### PROBLEM TO WORK ON
Scan the records for the word "before". Copy each line that includes it.

[Saved data entries]
□ □ □ □

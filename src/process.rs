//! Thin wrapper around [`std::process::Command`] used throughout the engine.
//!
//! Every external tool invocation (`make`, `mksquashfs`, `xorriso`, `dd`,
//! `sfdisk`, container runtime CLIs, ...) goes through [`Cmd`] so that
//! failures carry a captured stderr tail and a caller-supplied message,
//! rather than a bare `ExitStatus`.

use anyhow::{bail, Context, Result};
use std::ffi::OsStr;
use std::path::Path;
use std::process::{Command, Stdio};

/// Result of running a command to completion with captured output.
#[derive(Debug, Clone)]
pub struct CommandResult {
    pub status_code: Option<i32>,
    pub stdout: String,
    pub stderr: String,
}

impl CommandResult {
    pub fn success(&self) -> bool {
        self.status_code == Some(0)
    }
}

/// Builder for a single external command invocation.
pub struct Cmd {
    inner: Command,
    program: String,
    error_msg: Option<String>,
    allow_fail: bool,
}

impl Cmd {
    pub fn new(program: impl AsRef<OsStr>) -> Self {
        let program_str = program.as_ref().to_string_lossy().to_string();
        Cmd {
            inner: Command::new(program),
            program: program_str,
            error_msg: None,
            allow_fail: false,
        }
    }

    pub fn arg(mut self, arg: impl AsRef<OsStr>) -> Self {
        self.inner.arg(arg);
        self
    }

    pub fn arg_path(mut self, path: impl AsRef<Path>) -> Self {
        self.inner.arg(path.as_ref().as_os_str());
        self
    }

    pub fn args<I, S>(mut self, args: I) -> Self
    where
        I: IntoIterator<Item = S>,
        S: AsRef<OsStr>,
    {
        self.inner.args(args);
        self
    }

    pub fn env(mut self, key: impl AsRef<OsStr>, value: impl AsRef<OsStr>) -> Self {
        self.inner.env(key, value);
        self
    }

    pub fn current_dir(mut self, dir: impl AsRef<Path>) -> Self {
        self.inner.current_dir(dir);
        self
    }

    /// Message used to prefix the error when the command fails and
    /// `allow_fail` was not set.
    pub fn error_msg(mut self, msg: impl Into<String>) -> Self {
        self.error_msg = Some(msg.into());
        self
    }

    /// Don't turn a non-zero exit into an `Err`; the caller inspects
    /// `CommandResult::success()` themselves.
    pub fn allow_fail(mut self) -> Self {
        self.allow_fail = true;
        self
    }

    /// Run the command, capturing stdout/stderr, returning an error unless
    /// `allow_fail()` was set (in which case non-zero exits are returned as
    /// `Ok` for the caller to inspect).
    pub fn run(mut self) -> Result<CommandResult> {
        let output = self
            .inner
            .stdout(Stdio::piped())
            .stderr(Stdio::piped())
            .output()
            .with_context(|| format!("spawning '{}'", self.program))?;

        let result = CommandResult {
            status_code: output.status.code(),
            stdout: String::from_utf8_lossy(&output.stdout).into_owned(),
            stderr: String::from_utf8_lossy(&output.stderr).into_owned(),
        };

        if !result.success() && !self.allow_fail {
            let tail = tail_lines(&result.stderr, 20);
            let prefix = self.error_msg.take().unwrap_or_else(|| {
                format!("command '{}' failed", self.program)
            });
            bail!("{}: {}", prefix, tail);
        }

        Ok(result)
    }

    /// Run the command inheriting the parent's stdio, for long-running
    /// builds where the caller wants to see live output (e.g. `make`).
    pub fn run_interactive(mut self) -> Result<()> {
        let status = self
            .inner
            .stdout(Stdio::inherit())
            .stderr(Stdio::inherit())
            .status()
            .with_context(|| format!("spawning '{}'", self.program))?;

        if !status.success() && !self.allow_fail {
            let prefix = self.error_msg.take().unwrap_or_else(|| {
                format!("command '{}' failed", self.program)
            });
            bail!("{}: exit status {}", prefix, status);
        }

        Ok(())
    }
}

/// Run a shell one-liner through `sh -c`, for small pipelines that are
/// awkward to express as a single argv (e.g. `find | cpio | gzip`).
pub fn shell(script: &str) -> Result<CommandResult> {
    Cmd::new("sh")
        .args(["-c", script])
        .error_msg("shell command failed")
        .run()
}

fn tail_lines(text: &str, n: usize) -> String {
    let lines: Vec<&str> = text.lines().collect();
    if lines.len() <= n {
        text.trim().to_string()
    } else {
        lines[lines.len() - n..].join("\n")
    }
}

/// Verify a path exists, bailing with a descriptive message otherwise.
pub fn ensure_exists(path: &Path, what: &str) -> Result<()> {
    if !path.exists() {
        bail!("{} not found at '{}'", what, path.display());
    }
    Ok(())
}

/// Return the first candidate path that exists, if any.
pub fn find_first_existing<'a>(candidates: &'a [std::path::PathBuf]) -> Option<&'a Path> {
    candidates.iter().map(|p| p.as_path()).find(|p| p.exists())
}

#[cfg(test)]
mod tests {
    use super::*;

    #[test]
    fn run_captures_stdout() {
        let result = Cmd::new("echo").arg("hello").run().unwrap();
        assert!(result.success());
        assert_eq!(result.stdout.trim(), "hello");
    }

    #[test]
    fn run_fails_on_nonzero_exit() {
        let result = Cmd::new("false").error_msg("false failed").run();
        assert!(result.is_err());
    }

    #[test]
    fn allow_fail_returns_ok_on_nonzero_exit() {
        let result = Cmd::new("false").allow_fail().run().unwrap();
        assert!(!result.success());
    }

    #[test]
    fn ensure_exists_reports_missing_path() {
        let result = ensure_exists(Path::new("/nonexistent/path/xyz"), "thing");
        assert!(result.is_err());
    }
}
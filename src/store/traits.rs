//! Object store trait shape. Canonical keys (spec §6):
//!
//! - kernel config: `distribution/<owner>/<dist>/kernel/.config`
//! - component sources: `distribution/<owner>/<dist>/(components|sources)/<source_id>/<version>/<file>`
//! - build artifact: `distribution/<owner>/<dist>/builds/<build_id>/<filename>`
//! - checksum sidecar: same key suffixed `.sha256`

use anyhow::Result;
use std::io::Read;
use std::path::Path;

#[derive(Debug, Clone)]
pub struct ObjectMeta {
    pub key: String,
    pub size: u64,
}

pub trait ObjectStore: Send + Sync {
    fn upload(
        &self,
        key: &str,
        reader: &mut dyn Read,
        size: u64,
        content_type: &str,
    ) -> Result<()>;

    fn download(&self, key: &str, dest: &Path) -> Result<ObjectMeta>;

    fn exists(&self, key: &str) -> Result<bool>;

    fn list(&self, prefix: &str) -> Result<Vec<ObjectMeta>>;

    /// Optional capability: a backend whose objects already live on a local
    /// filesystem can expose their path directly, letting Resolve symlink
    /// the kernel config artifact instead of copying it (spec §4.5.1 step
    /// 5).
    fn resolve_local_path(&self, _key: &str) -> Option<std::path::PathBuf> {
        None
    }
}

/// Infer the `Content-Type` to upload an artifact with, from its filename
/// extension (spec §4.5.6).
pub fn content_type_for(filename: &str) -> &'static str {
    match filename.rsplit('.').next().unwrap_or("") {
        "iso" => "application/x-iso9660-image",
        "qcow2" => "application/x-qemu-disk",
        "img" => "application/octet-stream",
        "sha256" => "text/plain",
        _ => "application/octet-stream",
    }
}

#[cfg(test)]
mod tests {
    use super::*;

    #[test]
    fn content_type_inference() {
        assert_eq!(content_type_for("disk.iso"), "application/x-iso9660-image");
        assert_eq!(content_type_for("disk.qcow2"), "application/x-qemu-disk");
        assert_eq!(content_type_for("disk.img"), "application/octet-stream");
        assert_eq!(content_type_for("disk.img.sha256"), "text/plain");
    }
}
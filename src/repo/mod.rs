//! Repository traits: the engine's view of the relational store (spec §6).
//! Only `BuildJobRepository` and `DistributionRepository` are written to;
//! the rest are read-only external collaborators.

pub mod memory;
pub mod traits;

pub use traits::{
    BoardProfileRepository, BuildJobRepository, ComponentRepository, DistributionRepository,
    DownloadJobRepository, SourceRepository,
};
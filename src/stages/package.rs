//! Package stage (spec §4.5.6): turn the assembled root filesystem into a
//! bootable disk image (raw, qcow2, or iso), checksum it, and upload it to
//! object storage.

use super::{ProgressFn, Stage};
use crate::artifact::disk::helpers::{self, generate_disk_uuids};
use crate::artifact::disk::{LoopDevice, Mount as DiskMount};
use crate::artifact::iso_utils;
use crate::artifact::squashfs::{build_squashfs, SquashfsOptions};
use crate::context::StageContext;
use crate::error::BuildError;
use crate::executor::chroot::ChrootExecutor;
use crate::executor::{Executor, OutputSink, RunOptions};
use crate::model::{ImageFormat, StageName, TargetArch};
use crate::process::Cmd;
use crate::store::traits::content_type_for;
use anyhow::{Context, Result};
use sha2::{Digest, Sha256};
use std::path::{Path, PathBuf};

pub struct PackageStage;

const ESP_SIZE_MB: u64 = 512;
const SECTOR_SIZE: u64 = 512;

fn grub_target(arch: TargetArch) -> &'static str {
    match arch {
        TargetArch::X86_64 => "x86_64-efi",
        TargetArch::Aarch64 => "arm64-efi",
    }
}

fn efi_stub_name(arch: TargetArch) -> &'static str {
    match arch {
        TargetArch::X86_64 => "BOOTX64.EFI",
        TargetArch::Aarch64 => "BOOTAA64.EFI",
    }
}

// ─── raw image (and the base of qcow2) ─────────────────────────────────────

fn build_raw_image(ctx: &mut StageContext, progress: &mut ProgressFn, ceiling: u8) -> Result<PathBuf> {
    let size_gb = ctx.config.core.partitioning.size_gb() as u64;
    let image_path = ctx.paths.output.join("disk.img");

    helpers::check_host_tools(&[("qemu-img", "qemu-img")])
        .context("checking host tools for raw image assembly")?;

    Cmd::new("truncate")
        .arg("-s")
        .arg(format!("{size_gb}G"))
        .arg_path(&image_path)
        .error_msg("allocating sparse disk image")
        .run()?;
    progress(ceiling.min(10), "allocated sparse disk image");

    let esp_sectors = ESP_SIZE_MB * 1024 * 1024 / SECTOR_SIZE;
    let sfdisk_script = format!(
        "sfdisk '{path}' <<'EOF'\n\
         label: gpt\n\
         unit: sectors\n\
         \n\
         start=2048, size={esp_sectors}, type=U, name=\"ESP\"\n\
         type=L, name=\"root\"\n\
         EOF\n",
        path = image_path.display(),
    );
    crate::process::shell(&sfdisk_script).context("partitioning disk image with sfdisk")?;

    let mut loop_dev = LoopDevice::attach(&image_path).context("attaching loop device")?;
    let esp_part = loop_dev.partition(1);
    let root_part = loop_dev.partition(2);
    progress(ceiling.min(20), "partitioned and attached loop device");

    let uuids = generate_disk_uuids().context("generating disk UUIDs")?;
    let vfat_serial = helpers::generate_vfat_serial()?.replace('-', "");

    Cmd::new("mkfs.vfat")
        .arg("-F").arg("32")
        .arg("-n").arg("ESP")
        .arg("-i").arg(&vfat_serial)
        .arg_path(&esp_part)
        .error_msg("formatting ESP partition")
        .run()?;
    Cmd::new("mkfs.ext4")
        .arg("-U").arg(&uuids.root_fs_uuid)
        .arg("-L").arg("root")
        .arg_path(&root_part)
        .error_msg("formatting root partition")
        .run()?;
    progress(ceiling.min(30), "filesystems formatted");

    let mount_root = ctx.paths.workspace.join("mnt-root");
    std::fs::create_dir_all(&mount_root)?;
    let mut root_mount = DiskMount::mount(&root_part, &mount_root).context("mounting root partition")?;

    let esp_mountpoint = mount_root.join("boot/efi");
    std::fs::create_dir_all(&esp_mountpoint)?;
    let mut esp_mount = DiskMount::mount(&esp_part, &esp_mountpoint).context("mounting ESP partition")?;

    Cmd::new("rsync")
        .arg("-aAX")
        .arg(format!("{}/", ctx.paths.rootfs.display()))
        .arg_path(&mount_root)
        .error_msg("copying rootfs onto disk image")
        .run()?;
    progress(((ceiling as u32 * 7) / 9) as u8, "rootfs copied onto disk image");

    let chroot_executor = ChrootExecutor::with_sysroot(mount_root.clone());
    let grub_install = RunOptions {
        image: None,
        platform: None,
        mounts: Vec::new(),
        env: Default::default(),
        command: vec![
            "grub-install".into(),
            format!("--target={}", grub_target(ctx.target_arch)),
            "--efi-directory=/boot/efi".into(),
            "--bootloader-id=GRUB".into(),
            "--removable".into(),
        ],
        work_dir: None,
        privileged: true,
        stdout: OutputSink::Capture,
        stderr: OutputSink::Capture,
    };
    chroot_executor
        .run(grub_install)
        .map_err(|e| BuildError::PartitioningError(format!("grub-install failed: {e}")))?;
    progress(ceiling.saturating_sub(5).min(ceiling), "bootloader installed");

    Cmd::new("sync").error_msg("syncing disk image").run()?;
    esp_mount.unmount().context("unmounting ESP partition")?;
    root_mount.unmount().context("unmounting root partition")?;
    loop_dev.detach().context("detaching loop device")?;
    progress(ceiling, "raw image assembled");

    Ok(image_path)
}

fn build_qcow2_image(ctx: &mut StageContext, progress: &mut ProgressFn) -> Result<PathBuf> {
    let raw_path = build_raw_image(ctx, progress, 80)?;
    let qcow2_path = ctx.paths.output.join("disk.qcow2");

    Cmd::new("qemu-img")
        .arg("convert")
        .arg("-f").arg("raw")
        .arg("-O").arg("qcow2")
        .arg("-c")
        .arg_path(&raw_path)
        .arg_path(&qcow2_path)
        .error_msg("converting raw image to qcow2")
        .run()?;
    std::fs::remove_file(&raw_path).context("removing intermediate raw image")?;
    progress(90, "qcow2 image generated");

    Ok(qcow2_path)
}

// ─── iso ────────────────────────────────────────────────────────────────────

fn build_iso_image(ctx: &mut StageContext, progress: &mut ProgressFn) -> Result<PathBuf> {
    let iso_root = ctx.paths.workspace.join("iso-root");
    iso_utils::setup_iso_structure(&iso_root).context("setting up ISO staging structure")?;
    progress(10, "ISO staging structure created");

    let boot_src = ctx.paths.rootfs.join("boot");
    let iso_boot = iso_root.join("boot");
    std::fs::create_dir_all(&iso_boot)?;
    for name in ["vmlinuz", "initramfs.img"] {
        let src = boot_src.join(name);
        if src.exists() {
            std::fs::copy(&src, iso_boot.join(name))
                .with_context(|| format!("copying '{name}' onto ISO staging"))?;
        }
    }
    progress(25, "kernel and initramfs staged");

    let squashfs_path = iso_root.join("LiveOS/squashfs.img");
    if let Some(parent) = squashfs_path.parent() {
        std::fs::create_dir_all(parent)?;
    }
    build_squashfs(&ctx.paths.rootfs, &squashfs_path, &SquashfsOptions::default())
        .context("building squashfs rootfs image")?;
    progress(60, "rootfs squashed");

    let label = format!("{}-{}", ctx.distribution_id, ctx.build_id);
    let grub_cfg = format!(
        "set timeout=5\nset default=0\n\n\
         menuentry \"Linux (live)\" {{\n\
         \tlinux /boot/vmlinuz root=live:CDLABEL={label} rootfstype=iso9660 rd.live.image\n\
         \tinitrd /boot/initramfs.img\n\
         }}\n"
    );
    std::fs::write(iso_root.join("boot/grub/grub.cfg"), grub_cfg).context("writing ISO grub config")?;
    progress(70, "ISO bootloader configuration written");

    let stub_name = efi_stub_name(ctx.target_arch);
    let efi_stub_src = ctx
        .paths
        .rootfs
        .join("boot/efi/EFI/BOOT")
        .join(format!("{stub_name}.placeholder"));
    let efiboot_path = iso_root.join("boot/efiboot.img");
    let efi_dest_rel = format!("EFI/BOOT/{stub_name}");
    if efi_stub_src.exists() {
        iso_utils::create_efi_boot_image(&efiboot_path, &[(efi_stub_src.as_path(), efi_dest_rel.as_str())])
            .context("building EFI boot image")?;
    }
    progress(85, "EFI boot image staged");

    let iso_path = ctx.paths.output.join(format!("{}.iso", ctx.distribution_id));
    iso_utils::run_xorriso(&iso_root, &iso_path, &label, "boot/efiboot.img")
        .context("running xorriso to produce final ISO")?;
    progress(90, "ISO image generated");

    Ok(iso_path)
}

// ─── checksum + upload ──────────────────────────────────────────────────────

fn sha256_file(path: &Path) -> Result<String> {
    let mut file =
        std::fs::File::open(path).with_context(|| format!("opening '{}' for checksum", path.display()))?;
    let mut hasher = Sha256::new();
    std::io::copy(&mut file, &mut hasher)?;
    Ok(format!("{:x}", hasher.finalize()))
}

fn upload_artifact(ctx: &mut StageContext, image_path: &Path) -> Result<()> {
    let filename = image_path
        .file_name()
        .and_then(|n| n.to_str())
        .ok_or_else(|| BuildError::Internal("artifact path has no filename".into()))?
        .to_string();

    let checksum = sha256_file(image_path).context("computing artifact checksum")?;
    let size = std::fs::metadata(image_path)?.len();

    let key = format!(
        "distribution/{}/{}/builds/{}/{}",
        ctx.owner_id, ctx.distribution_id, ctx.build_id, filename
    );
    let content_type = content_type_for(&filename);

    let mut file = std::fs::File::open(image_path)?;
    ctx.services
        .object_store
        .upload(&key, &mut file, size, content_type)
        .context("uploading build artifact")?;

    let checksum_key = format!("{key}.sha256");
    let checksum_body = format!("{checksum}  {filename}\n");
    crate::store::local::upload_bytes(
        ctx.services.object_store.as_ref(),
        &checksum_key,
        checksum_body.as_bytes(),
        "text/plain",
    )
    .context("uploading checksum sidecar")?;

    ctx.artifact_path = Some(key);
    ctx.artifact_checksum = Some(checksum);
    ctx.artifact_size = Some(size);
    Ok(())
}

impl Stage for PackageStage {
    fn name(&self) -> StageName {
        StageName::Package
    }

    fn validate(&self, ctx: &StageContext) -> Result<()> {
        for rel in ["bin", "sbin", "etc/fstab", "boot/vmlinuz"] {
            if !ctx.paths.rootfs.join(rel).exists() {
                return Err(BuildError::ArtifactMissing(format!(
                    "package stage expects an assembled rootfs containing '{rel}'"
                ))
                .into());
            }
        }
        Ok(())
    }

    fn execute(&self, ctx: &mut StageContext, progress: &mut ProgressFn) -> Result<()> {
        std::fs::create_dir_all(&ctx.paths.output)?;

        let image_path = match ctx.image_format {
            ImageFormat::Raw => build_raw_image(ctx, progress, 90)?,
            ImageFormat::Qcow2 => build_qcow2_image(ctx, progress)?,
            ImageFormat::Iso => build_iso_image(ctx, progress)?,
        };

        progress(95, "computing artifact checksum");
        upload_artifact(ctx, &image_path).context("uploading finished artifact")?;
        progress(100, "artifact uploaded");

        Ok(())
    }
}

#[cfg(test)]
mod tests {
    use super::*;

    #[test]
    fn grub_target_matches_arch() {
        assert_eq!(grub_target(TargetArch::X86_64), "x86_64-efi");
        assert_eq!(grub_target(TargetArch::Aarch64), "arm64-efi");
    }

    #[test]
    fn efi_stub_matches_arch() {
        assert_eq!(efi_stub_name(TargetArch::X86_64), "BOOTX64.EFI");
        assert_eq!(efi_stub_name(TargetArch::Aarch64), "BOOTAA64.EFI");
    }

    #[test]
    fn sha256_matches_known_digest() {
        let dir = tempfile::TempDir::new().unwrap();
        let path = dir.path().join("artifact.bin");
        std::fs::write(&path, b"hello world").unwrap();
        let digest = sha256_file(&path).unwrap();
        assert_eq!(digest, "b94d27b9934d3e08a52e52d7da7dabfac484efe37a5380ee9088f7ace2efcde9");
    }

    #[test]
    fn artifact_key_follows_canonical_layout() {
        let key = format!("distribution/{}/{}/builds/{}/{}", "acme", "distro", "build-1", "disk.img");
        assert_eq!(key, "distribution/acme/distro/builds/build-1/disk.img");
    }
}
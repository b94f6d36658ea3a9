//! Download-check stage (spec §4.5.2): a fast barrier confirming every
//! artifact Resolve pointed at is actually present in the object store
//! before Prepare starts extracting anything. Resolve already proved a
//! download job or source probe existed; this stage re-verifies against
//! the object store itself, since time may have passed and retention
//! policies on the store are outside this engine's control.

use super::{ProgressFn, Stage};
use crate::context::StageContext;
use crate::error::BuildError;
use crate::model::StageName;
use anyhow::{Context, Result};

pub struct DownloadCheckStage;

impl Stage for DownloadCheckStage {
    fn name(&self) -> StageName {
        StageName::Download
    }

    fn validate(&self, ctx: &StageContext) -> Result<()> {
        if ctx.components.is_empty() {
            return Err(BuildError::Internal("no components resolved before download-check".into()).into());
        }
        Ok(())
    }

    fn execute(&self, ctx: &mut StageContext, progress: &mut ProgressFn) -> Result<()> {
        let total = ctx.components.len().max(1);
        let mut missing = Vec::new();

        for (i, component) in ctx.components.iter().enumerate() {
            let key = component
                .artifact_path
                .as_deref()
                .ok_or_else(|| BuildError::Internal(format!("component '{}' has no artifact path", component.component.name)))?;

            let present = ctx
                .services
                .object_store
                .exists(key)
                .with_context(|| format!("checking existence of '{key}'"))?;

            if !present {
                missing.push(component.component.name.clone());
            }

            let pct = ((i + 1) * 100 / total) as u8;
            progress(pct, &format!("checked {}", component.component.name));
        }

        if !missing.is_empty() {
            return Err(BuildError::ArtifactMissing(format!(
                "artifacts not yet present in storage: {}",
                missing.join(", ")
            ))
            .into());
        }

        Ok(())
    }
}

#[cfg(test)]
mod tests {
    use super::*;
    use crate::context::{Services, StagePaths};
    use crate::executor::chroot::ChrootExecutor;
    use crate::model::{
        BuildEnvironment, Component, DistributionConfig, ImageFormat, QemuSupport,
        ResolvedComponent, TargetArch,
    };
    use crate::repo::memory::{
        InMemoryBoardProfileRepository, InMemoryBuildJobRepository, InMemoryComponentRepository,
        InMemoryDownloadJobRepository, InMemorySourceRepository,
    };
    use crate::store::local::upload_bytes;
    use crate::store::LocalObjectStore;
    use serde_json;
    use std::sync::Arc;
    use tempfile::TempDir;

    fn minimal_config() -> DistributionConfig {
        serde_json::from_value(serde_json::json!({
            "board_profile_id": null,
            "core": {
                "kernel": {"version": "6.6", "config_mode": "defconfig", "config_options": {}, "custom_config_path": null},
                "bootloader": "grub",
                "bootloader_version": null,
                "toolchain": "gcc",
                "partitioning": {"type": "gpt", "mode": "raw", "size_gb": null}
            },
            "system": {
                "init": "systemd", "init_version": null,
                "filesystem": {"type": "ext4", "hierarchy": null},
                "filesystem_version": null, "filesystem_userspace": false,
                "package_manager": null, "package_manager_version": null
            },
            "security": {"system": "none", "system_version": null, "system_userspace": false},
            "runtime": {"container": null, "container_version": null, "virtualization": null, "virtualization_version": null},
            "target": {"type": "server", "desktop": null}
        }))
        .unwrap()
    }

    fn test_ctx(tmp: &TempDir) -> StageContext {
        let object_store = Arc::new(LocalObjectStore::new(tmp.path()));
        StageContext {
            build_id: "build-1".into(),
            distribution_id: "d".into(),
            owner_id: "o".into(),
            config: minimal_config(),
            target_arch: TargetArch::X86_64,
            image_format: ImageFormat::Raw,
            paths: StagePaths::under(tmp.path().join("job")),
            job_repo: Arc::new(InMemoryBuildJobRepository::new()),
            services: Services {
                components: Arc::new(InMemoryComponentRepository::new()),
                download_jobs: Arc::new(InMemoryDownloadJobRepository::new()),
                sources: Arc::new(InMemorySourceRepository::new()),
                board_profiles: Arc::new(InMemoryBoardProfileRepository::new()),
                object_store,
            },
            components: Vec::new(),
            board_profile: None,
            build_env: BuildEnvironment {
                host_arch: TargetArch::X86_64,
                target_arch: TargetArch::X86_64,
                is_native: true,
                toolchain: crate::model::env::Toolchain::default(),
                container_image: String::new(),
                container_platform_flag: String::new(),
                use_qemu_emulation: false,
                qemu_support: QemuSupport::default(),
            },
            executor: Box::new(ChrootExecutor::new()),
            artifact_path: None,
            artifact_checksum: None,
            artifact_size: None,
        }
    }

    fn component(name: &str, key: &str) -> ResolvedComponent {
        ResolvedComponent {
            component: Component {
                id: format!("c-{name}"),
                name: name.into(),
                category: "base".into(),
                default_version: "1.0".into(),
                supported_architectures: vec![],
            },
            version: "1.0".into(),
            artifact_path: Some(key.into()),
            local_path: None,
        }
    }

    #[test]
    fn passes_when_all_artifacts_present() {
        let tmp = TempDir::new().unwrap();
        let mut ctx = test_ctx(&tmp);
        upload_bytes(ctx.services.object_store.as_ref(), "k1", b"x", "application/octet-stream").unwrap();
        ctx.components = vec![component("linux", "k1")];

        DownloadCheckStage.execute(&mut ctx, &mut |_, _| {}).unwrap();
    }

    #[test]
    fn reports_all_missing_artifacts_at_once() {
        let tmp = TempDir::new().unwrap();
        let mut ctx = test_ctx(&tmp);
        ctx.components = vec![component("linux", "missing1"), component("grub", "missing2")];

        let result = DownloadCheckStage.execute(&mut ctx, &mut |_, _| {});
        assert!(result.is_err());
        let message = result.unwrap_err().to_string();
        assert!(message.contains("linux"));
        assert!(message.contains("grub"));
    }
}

□ □ □ □

### SOLUTION TO THIS TASK
//! before Prepare starts extracting anything. Resolve already proved a
            return Err(BuildError::Internal("no components resolved before download-check".into()).into());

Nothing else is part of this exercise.